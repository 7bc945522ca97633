use std::sync::Arc;

use async_trait::async_trait;
use propnest_types::{LeadRecord, LeadSubmission, PropertyPage, PropertyQuery};
use tracing::instrument;

use crate::app_error::{AppError, AppResult};
use crate::application::use_cases::expiry::ExpiryBus;
use crate::application::use_cases::session::SessionHolder;
use crate::application::validators::{
    is_valid_contact_name, is_valid_phone_number, normalize_phone_number,
};
use crate::domain::entities::session::BearerToken;

/// Listing, like, view-tracking and lead endpoints.
#[async_trait]
pub trait PropertyApi: Send + Sync {
    async fn list(&self, query: &PropertyQuery, token: Option<&BearerToken>)
    -> AppResult<PropertyPage>;
    async fn like(&self, token: &BearerToken, property_id: &str) -> AppResult<()>;
    async fn track_view(&self, token: &BearerToken, property_id: &str) -> AppResult<()>;
    async fn submit_lead(
        &self,
        token: &BearerToken,
        property_id: &str,
        lead: &LeadSubmission,
    ) -> AppResult<LeadRecord>;
}

#[derive(Clone)]
pub struct PropertyUseCases {
    api: Arc<dyn PropertyApi>,
    session: Arc<SessionHolder>,
    expiry: ExpiryBus,
}

impl PropertyUseCases {
    pub fn new(api: Arc<dyn PropertyApi>, session: Arc<SessionHolder>, expiry: ExpiryBus) -> Self {
        Self {
            api,
            session,
            expiry,
        }
    }

    /// Search listings. Sends the token when logged in, but works without one.
    #[instrument(skip(self))]
    pub async fn list_properties(&self, query: &PropertyQuery) -> AppResult<PropertyPage> {
        if query.page < 1 {
            return Err(AppError::Validation("page starts at 1".into()));
        }
        if !(1..=PropertyQuery::MAX_LIMIT).contains(&query.limit) {
            return Err(AppError::Validation(format!(
                "limit must be between 1 and {}",
                PropertyQuery::MAX_LIMIT
            )));
        }
        if let (Some(min), Some(max)) = (query.min_price, query.max_price) {
            if min > max {
                return Err(AppError::Validation(
                    "minPrice must not exceed maxPrice".into(),
                ));
            }
        }

        match self.session.token() {
            Some(token) => {
                let result = self.api.list(query, Some(&token)).await;
                self.expiry.observe(&token, result)
            }
            None => self.api.list(query, None).await,
        }
    }

    #[instrument(skip(self))]
    pub async fn like_property(&self, property_id: &str) -> AppResult<()> {
        let property_id = validated_id(property_id)?;
        let token = self.require_token()?;
        let result = self.api.like(&token, property_id).await;
        self.expiry.observe(&token, result)
    }

    #[instrument(skip(self))]
    pub async fn track_view(&self, property_id: &str) -> AppResult<()> {
        let property_id = validated_id(property_id)?;
        let token = self.require_token()?;
        let result = self.api.track_view(&token, property_id).await;
        self.expiry.observe(&token, result)
    }

    /// Send an enquiry about a listing.
    #[instrument(skip(self, lead))]
    pub async fn submit_lead(
        &self,
        property_id: &str,
        lead: LeadSubmission,
    ) -> AppResult<LeadRecord> {
        let property_id = validated_id(property_id)?;
        if !is_valid_contact_name(&lead.name) {
            return Err(AppError::Validation("Name is required".into()));
        }
        let phone_number = normalize_phone_number(&lead.phone_number);
        if !is_valid_phone_number(&phone_number) {
            return Err(AppError::Validation(
                "Enter a 10-digit phone number".into(),
            ));
        }
        let lead = LeadSubmission {
            name: lead.name.trim().to_string(),
            phone_number,
            message: lead
                .message
                .map(|m| m.trim().to_string())
                .filter(|m| !m.is_empty()),
            preferred_date: lead.preferred_date,
        };

        let token = self.require_token()?;
        let result = self.api.submit_lead(&token, property_id, &lead).await;
        self.expiry.observe(&token, result)
    }

    fn require_token(&self) -> AppResult<BearerToken> {
        self.session.token().ok_or(AppError::NotAuthenticated)
    }
}

fn validated_id(property_id: &str) -> AppResult<&str> {
    let property_id = property_id.trim();
    if property_id.is_empty() {
        return Err(AppError::Validation("property id is required".into()));
    }
    Ok(property_id)
}
use thiserror::Error;

/// Why the server refused a login step.
#[derive(Clone, Copy, Debug, PartialEq, Eq)]
pub enum AuthRejection {
    InvalidPhoneNumber,
    InvalidOtp,
}

#[derive(Error, Debug)]
pub enum AppError {
    /// Caught locally, before any network call
    #[error("Invalid input: {0}")]
    Validation(String),

    /// The server refused a phone number or OTP. `message` is shown verbatim.
    #[error("{message}")]
    AuthRejected {
        reason: AuthRejection,
        message: String,
    },

    /// Any other server-side failure, carrying the server's message text
    #[error("{0}")]
    Server(String),

    #[error("Your session has expired. Please log in again.")]
    SessionExpired,

    #[error("You need to log in first")]
    NotAuthenticated,

    #[error("Storage error: {0}")]
    Storage(String),

    #[error("Network error: {0}")]
    Network(String),
}

#[derive(Clone, Copy, Debug, PartialEq, Eq)]
pub enum ErrorKind {
    Validation,
    AuthRejected,
    Server,
    SessionExpired,
    NotAuthenticated,
    Storage,
    Network,
}

impl ErrorKind {
    pub fn as_str(&self) -> &'static str {
        match self {
            ErrorKind::Validation => "VALIDATION_ERROR",
            ErrorKind::AuthRejected => "AUTH_REJECTED",
            ErrorKind::Server => "SERVER_ERROR",
            ErrorKind::SessionExpired => "SESSION_EXPIRED",
            ErrorKind::NotAuthenticated => "NOT_AUTHENTICATED",
            ErrorKind::Storage => "STORAGE_ERROR",
            ErrorKind::Network => "NETWORK_ERROR",
        }
    }
}

impl AppError {
    pub fn kind(&self) -> ErrorKind {
        match self {
            AppError::Validation(_) => ErrorKind::Validation,
            AppError::AuthRejected { .. } => ErrorKind::AuthRejected,
            AppError::Server(_) => ErrorKind::Server,
            AppError::SessionExpired => ErrorKind::SessionExpired,
            AppError::NotAuthenticated => ErrorKind::NotAuthenticated,
            AppError::Storage(_) => ErrorKind::Storage,
            AppError::Network(_) => ErrorKind::Network,
        }
    }
}

pub type AppResult<T> = Result<T, AppError>;
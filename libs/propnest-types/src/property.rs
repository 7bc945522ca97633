use chrono::{DateTime, Utc};
use serde::{Deserialize, Serialize};
use serde_json::{Map, Value};

#[derive(Debug, Clone, Copy, PartialEq, Eq, Serialize, Deserialize)]
#[serde(rename_all = "snake_case")]
pub enum ListingType {
    Rent,
    Sale,
}

impl std::str::FromStr for ListingType {
    type Err = String;

    fn from_str(s: &str) -> Result<Self, Self::Err> {
        match s.trim().to_lowercase().as_str() {
            "rent" => Ok(Self::Rent),
            "sale" | "sell" => Ok(Self::Sale),
            other => Err(format!("unknown listing type: {other}")),
        }
    }
}

/// Filters and pagination for `GET /property`.
///
/// Unset filters are left out of the query string.
#[derive(Debug, Clone, PartialEq, Serialize, Deserialize)]
#[serde(rename_all = "camelCase")]
pub struct PropertyQuery {
    #[serde(skip_serializing_if = "Option::is_none")]
    pub search: Option<String>,
    #[serde(skip_serializing_if = "Option::is_none")]
    pub city: Option<String>,
    #[serde(skip_serializing_if = "Option::is_none")]
    pub property_type: Option<String>,
    #[serde(skip_serializing_if = "Option::is_none")]
    pub listing_type: Option<ListingType>,
    #[serde(skip_serializing_if = "Option::is_none")]
    pub min_price: Option<u64>,
    #[serde(skip_serializing_if = "Option::is_none")]
    pub max_price: Option<u64>,
    #[serde(skip_serializing_if = "Option::is_none")]
    pub bedrooms: Option<u32>,
    pub page: u32,
    pub limit: u32,
}

impl PropertyQuery {
    pub const DEFAULT_PAGE: u32 = 1;
    pub const DEFAULT_LIMIT: u32 = 10;
    pub const MAX_LIMIT: u32 = 50;
}

impl Default for PropertyQuery {
    fn default() -> Self {
        Self {
            search: None,
            city: None,
            property_type: None,
            listing_type: None,
            min_price: None,
            max_price: None,
            bedrooms: None,
            page: Self::DEFAULT_PAGE,
            limit: Self::DEFAULT_LIMIT,
        }
    }
}

/// A listing as shown in search results.
#[derive(Debug, Clone, PartialEq, Serialize, Deserialize)]
#[serde(rename_all = "camelCase")]
pub struct PropertySummary {
    #[serde(alias = "_id")]
    pub id: String,
    pub title: String,
    #[serde(default)]
    pub price: Option<f64>,
    #[serde(default)]
    pub location: Option<String>,
    #[serde(default)]
    pub city: Option<String>,
    #[serde(default)]
    pub property_type: Option<String>,
    #[serde(default)]
    pub listing_type: Option<ListingType>,
    #[serde(default)]
    pub bedrooms: Option<u32>,
    #[serde(default)]
    pub images: Vec<String>,
    #[serde(default)]
    pub likes: u64,
    #[serde(default)]
    pub views: u64,
    #[serde(default)]
    pub created_at: Option<DateTime<Utc>>,
    #[serde(flatten)]
    pub extra: Map<String, Value>,
}

/// One page of `GET /property` results.
#[derive(Debug, Clone, PartialEq, Serialize, Deserialize)]
#[serde(rename_all = "camelCase")]
pub struct PropertyPage {
    pub properties: Vec<PropertySummary>,
    pub total_pages: u32,
    pub current_page: u32,
    pub total_results: u64,
}

impl PropertyPage {
    pub fn has_next_page(&self) -> bool {
        self.current_page < self.total_pages
    }
}

/// Enquiry sent to a listing's owner or broker.
#[derive(Debug, Clone, PartialEq, Serialize, Deserialize)]
#[serde(rename_all = "camelCase")]
pub struct LeadSubmission {
    pub name: String,
    pub phone_number: String,
    #[serde(skip_serializing_if = "Option::is_none")]
    pub message: Option<String>,
    /// Preferred visit date (ISO 8601 date)
    #[serde(skip_serializing_if = "Option::is_none")]
    pub preferred_date: Option<String>,
}

#[derive(Debug, Clone, PartialEq, Serialize, Deserialize)]
#[serde(rename_all = "camelCase")]
pub struct LeadRecord {
    #[serde(alias = "_id")]
    pub id: String,
    #[serde(alias = "property")]
    pub property_id: String,
    pub name: String,
    pub phone_number: String,
    #[serde(default)]
    pub message: Option<String>,
    #[serde(default)]
    pub status: Option<String>,
    #[serde(default)]
    pub created_at: Option<DateTime<Utc>>,
}
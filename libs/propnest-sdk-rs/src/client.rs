//! PropNest API client implementation.

use propnest_types::{
    Ack, ApiErrorBody, LeadRecord, LeadSubmission, PropertyPage, PropertyQuery,
    RequestOtpRequest, Role, SelectRoleRequest, SelectRoleResponse, UserRecord, VerifyOtpRequest,
    VerifyOtpResponse,
};
use reqwest::{RequestBuilder, StatusCode, header::HeaderName};
use serde::de::DeserializeOwned;
use url::Url;

use crate::auth::parse_token_header;
use crate::error::SdkError;

/// Longest slice of an unparsable body kept in `SdkError::UnexpectedResponse`.
const DETAIL_LIMIT: usize = 200;

/// Configuration for the PropNest client.
#[derive(Debug, Clone)]
pub struct PropnestConfig {
    /// Base URL of the REST API (e.g., "https://api.propnest.in/api")
    pub base_url: String,

    /// Header carrying the session token (default: `x-auth-token`)
    pub token_header: Option<String>,
}

/// Typed client for the marketplace REST API.
///
/// Every call is a single request with no retry. Calls that take a `token`
/// send it in the configured token header.
#[derive(Debug, Clone)]
pub struct PropnestClient {
    base_url: Url,
    token_header: HeaderName,
    http_client: reqwest::Client,
}

impl PropnestClient {
    /// Create a client with a default `reqwest::Client`.
    pub fn new(config: PropnestConfig) -> Result<Self, SdkError> {
        Self::with_http_client(config, reqwest::Client::new())
    }

    /// Create a client that sends requests through `http_client`.
    ///
    /// Use this to share one connection pool and its timeouts.
    pub fn with_http_client(
        config: PropnestConfig,
        http_client: reqwest::Client,
    ) -> Result<Self, SdkError> {
        let raw = config.base_url.trim();
        if raw.is_empty() {
            return Err(SdkError::Config("baseUrl is required".into()));
        }

        let base_url = Url::parse(raw.trim_end_matches('/'))
            .map_err(|e| SdkError::Config(format!("invalid baseUrl {raw:?}: {e}")))?;
        if base_url.cannot_be_a_base() {
            return Err(SdkError::Config(format!("baseUrl {raw:?} cannot hold a path")));
        }

        let token_header = parse_token_header(config.token_header.as_deref())?;

        Ok(Self {
            base_url,
            token_header,
            http_client,
        })
    }

    pub fn base_url(&self) -> &Url {
        &self.base_url
    }

    pub fn token_header(&self) -> &HeaderName {
        &self.token_header
    }

    // ========================================================================
    // Auth
    // ========================================================================

    /// Phase 1 of the OTP login: ask the server to text a code to `phone_number`.
    pub async fn request_otp(&self, phone_number: &str) -> Result<Ack, SdkError> {
        let request = self
            .http_client
            .post(self.endpoint(&["auth", "request-otp"])?)
            .json(&RequestOtpRequest {
                phone_number: phone_number.to_string(),
            });

        self.send_ack(request).await
    }

    /// Phase 2 of the OTP login: exchange the code for a token and user record.
    pub async fn verify_otp(
        &self,
        phone_number: &str,
        otp: &str,
    ) -> Result<VerifyOtpResponse, SdkError> {
        let request = self
            .http_client
            .post(self.endpoint(&["auth", "verify-otp"])?)
            .json(&VerifyOtpRequest {
                phone_number: phone_number.to_string(),
                otp: otp.to_string(),
            });

        self.send_json(request).await
    }

    /// Assign `role` to a freshly verified user. Returns the updated record.
    pub async fn select_role(
        &self,
        token: &str,
        user_id: &str,
        role: Role,
    ) -> Result<UserRecord, SdkError> {
        let request = self
            .http_client
            .post(self.endpoint(&["auth", "select-role"])?)
            .header(self.token_header.clone(), token)
            .json(&SelectRoleRequest {
                user_id: user_id.to_string(),
                role,
            });

        let response: SelectRoleResponse = self.send_json(request).await?;
        Ok(response.user)
    }

    // ========================================================================
    // Properties
    // ========================================================================

    /// Search listings. The token is optional; when present the server can
    /// personalise results (liked flags and the like).
    pub async fn list_properties(
        &self,
        query: &PropertyQuery,
        token: Option<&str>,
    ) -> Result<PropertyPage, SdkError> {
        let mut request = self
            .http_client
            .get(self.endpoint(&["property"])?)
            .query(query);
        if let Some(token) = token {
            request = request.header(self.token_header.clone(), token);
        }

        self.send_json(request).await
    }

    pub async fn like_property(&self, token: &str, property_id: &str) -> Result<Ack, SdkError> {
        let request = self
            .http_client
            .post(self.endpoint(&["property", "like", property_id])?)
            .header(self.token_header.clone(), token);

        self.send_ack(request).await
    }

    pub async fn track_view(&self, token: &str, property_id: &str) -> Result<Ack, SdkError> {
        let request = self
            .http_client
            .post(self.endpoint(&["property", "track-view", property_id])?)
            .header(self.token_header.clone(), token);

        self.send_ack(request).await
    }

    // ========================================================================
    // Leads
    // ========================================================================

    pub async fn submit_lead(
        &self,
        token: &str,
        property_id: &str,
        lead: &LeadSubmission,
    ) -> Result<LeadRecord, SdkError> {
        let request = self
            .http_client
            .post(self.endpoint(&["lead", "submit", property_id])?)
            .header(self.token_header.clone(), token)
            .json(lead);

        self.send_json(request).await
    }

    // ========================================================================
    // Helpers
    // ========================================================================

    /// Append path segments to the base URL, percent-encoding each one.
    fn endpoint(&self, segments: &[&str]) -> Result<Url, SdkError> {
        let mut url = self.base_url.clone();
        url.path_segments_mut()
            .map_err(|_| SdkError::Config("baseUrl cannot hold a path".into()))?
            .pop_if_empty()
            .extend(segments);
        Ok(url)
    }

    async fn send(&self, request: RequestBuilder) -> Result<(StatusCode, String), SdkError> {
        let response = request.send().await?;
        let status = response.status();
        let body = response.text().await?;

        if !status.is_success() {
            return Err(error_from_body(status, &body));
        }

        Ok((status, body))
    }

    async fn send_json<T: DeserializeOwned>(&self, request: RequestBuilder) -> Result<T, SdkError> {
        let (status, body) = self.send(request).await?;

        serde_json::from_str(&body).map_err(|e| {
            tracing::warn!(status = %status, error = %e, "Failed to parse API response");
            SdkError::UnexpectedResponse {
                status: status.as_u16(),
                detail: e.to_string(),
            }
        })
    }

    async fn send_ack(&self, request: RequestBuilder) -> Result<Ack, SdkError> {
        let (status, body) = self.send(request).await?;

        // Any 2xx is an acknowledgement; the body only matters when it says no.
        let ack: Ack = match serde_json::from_str(&body) {
            Ok(ack) => ack,
            Err(_) => return Ok(Ack::default()),
        };

        if ack.is_rejected() {
            return Err(SdkError::Api {
                status: status.as_u16(),
                code: None,
                message: ack
                    .message
                    .unwrap_or_else(|| "Request was rejected".to_string()),
            });
        }

        Ok(ack)
    }
}

/// Turn a non-2xx response into a typed error.
fn error_from_body(status: StatusCode, body: &str) -> SdkError {
    match serde_json::from_str::<ApiErrorBody>(body) {
        Ok(parsed) if parsed.is_token_expired() => SdkError::SessionExpired,
        Ok(ApiErrorBody {
            message: Some(message),
            code,
        }) => SdkError::Api {
            status: status.as_u16(),
            code,
            message,
        },
        Ok(ApiErrorBody {
            message: None,
            code: Some(code),
        }) => SdkError::Api {
            status: status.as_u16(),
            code: Some(code),
            message: status
                .canonical_reason()
                .unwrap_or("Request failed")
                .to_string(),
        },
        _ => {
            tracing::warn!(status = %status, "API error without a readable body");
            SdkError::UnexpectedResponse {
                status: status.as_u16(),
                detail: body.chars().take(DETAIL_LIMIT).collect(),
            }
        }
    }
}
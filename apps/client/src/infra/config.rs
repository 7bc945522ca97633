use std::path::PathBuf;
use std::time::Duration;

use env_helpers::get_env_default;
use url::Url;

use crate::application::use_cases::expiry::DEFAULT_CAPACITY;
use crate::infra::error::InfraError;
use crate::infra::http_client::{DEFAULT_CONNECT_TIMEOUT, DEFAULT_REQUEST_TIMEOUT};

pub const DEFAULT_API_URL: &str = "http://localhost:5000/api";

#[derive(Debug, Clone)]
pub struct AppConfig {
    /// Base URL of the marketplace REST API, including the `/api` prefix.
    pub api_url: Url,
    pub token_header: String,
    /// JSON file holding the persisted token and user record.
    pub credentials_path: PathBuf,
    pub connect_timeout: Duration,
    pub request_timeout: Duration,
    /// Optional JSON log sink. Console logs always go to stderr.
    pub log_file: Option<PathBuf>,
    pub expiry_channel_capacity: usize,
}

impl AppConfig {
    /// Config with defaults for everything but the API location and the
    /// credentials file.
    pub fn new(api_url: Url, credentials_path: impl Into<PathBuf>) -> Self {
        Self {
            api_url,
            token_header: propnest_sdk::DEFAULT_TOKEN_HEADER.to_string(),
            credentials_path: credentials_path.into(),
            connect_timeout: DEFAULT_CONNECT_TIMEOUT,
            request_timeout: DEFAULT_REQUEST_TIMEOUT,
            log_file: None,
            expiry_channel_capacity: DEFAULT_CAPACITY,
        }
    }

    pub fn from_env() -> Result<Self, InfraError> {
        let raw_api_url: String = get_env_default("PROPNEST_API_URL", DEFAULT_API_URL.to_string());
        let api_url = parse_api_url(&raw_api_url)?;

        let token_header: String = get_env_default(
            "PROPNEST_TOKEN_HEADER",
            propnest_sdk::DEFAULT_TOKEN_HEADER.to_string(),
        );

        let credentials_path = match std::env::var("PROPNEST_CREDENTIALS_PATH") {
            Ok(path) if !path.trim().is_empty() => PathBuf::from(path),
            _ => default_credentials_path().ok_or(InfraError::ConfigMissing {
                var: "PROPNEST_CREDENTIALS_PATH",
            })?,
        };

        let connect_timeout_secs: u64 = get_env_default(
            "PROPNEST_CONNECT_TIMEOUT_SECS",
            DEFAULT_CONNECT_TIMEOUT.as_secs(),
        );
        let request_timeout_secs: u64 = get_env_default(
            "PROPNEST_REQUEST_TIMEOUT_SECS",
            DEFAULT_REQUEST_TIMEOUT.as_secs(),
        );
        if connect_timeout_secs == 0 || request_timeout_secs == 0 {
            return Err(InfraError::ConfigInvalid {
                var: "PROPNEST_*_TIMEOUT_SECS",
                reason: "timeouts must be at least one second".to_string(),
            });
        }

        let log_file = std::env::var("PROPNEST_LOG_FILE")
            .ok()
            .filter(|s| !s.trim().is_empty())
            .map(PathBuf::from);

        let expiry_channel_capacity: usize =
            get_env_default("PROPNEST_EXPIRY_CHANNEL_CAPACITY", DEFAULT_CAPACITY);

        Ok(Self {
            api_url,
            token_header,
            credentials_path,
            connect_timeout: Duration::from_secs(connect_timeout_secs),
            request_timeout: Duration::from_secs(request_timeout_secs),
            log_file,
            expiry_channel_capacity,
        })
    }
}

/// `~/.config/propnest/credentials.json` or the platform equivalent.
pub fn default_credentials_path() -> Option<PathBuf> {
    dirs::config_dir().map(|dir| dir.join("propnest").join("credentials.json"))
}

fn parse_api_url(raw: &str) -> Result<Url, InfraError> {
    let url = Url::parse(raw.trim()).map_err(|e| InfraError::ConfigInvalid {
        var: "PROPNEST_API_URL",
        reason: e.to_string(),
    })?;
    if !matches!(url.scheme(), "http" | "https") {
        return Err(InfraError::ConfigInvalid {
            var: "PROPNEST_API_URL",
            reason: format!("unsupported scheme {}", url.scheme()),
        });
    }
    Ok(url)
}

..........

**Exercise aim**
From the listing above, report the number of lines containing the string "login", without any accompanying remarks.

**Answer box**
3